WHAT THE TASK ASKS: Search the listing below for the word "warn" and return each line that contains it.
--------------------------------
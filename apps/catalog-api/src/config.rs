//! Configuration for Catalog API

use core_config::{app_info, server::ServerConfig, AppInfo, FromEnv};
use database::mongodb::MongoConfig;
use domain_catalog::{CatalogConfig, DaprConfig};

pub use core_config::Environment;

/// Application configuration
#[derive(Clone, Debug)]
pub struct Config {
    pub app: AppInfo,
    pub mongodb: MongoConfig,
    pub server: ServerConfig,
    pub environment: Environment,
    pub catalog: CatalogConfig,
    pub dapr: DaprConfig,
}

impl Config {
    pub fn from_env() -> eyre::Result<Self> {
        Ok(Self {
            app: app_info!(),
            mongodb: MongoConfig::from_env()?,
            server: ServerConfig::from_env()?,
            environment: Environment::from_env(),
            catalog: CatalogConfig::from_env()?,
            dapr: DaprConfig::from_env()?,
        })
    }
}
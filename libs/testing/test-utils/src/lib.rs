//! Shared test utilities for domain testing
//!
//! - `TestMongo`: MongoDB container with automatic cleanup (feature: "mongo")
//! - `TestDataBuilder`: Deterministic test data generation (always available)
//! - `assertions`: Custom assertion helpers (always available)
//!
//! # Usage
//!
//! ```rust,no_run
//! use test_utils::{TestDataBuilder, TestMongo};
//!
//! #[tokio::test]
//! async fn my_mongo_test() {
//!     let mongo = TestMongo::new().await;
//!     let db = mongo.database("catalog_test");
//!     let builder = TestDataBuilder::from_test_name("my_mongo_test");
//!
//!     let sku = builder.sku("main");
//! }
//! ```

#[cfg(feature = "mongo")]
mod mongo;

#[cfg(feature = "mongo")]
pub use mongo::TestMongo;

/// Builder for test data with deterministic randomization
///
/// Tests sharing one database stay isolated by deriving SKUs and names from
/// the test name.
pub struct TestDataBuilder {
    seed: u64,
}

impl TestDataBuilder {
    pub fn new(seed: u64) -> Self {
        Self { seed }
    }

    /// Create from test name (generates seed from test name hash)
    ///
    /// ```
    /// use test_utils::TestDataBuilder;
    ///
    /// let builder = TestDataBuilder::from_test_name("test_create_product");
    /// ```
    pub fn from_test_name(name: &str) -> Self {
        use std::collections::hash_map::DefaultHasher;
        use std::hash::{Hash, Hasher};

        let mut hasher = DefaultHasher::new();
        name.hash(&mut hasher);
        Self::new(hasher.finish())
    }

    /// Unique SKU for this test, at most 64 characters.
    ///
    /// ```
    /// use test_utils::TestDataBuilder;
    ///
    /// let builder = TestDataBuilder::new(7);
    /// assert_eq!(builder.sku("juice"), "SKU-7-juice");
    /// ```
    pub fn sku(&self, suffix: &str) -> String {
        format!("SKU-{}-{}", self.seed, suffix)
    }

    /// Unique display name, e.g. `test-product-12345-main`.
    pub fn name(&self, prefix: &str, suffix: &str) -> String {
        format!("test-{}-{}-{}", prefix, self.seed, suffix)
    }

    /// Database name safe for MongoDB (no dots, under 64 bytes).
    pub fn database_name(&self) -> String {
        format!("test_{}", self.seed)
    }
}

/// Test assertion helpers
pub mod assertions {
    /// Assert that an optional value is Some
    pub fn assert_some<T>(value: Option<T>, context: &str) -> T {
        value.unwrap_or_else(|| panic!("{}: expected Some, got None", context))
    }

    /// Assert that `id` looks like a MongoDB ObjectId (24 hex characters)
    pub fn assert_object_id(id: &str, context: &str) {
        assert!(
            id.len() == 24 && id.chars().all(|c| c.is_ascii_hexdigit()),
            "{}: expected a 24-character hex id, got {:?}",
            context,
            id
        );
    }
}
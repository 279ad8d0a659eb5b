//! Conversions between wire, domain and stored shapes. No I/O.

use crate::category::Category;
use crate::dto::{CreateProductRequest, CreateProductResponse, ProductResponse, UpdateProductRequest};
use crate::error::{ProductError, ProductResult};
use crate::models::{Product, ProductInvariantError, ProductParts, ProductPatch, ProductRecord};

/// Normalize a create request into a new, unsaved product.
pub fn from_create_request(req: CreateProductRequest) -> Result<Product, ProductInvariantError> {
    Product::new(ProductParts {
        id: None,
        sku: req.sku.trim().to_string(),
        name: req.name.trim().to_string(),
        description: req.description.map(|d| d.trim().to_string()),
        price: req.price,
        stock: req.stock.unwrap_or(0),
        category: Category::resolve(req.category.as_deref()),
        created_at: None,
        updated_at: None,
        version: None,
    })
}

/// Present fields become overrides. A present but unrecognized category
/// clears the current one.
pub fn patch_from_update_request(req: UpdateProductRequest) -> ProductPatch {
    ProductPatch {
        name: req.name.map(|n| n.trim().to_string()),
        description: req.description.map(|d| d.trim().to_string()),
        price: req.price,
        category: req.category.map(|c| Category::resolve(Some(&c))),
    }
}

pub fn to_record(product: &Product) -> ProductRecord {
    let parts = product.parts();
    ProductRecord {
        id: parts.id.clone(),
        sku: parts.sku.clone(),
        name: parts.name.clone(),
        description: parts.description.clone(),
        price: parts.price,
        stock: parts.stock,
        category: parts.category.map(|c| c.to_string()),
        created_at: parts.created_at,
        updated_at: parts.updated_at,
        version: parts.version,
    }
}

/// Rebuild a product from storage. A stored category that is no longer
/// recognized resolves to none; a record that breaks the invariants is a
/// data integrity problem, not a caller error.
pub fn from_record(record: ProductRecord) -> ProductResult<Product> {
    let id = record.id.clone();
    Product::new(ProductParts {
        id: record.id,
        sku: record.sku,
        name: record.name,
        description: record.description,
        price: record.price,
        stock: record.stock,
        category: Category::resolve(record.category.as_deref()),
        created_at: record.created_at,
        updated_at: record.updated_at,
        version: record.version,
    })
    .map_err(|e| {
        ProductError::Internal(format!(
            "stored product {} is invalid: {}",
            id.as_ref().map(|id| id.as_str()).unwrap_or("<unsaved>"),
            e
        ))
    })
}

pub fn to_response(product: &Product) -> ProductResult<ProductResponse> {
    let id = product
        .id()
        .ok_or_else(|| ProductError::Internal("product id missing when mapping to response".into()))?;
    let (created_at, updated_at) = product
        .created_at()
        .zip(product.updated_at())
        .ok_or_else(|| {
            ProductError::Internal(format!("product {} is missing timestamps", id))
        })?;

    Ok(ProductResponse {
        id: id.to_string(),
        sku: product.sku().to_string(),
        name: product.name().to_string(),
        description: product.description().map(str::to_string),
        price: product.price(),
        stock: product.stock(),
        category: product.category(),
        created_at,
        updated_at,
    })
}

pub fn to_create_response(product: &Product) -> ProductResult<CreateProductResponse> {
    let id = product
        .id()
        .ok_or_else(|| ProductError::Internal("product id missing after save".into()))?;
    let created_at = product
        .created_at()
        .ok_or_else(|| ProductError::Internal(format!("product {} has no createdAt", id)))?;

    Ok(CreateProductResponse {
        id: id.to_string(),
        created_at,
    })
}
--------------------------------
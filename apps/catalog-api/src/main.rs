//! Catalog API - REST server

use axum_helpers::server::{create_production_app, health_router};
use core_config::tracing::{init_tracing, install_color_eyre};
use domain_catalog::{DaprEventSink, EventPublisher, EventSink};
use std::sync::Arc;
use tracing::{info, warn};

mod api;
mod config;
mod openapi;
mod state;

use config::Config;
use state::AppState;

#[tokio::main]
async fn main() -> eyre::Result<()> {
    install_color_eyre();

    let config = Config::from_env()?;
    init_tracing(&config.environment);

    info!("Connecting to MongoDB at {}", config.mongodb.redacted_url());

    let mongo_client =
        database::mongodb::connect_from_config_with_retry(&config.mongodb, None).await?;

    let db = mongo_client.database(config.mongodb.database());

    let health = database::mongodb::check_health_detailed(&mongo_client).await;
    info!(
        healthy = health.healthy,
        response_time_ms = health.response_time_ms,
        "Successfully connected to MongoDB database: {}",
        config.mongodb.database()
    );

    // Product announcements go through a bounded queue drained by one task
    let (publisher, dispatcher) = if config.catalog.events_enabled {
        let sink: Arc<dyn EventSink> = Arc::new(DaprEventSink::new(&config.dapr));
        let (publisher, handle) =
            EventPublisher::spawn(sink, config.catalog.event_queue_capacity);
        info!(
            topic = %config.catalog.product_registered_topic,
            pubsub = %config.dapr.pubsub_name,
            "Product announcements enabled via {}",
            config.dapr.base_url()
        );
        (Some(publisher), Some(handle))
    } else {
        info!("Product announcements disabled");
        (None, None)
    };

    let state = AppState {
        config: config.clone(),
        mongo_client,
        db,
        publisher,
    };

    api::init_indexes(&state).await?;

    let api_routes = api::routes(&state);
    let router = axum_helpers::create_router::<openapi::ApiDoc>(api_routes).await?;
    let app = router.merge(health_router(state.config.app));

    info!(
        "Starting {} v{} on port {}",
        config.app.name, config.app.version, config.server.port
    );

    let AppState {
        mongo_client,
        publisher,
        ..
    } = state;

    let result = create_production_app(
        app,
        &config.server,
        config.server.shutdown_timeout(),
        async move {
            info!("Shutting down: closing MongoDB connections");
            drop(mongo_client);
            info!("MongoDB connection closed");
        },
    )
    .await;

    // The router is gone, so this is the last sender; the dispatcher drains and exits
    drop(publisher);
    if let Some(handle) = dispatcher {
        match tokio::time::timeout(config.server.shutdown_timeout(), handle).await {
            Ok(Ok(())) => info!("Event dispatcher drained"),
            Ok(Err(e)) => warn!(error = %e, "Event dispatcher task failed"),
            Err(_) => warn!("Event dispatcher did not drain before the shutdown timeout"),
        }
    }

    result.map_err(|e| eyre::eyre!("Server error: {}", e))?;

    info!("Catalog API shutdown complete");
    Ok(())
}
--------------------------------
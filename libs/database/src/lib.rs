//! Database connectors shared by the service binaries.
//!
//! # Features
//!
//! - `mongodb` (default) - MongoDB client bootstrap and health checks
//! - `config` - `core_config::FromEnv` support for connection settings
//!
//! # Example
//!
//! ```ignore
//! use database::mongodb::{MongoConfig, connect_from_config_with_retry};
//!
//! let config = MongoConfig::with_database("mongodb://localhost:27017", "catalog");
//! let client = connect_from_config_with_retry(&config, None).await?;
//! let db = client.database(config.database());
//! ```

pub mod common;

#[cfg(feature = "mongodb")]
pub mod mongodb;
--------------------------------
WRITTEN ANSWER:
use tracing::{info, warn};
            Ok(Err(e)) => warn!(error = %e, "Event dispatcher task failed"),
            Err(_) => warn!("Event dispatcher did not drain before the shutdown timeout"),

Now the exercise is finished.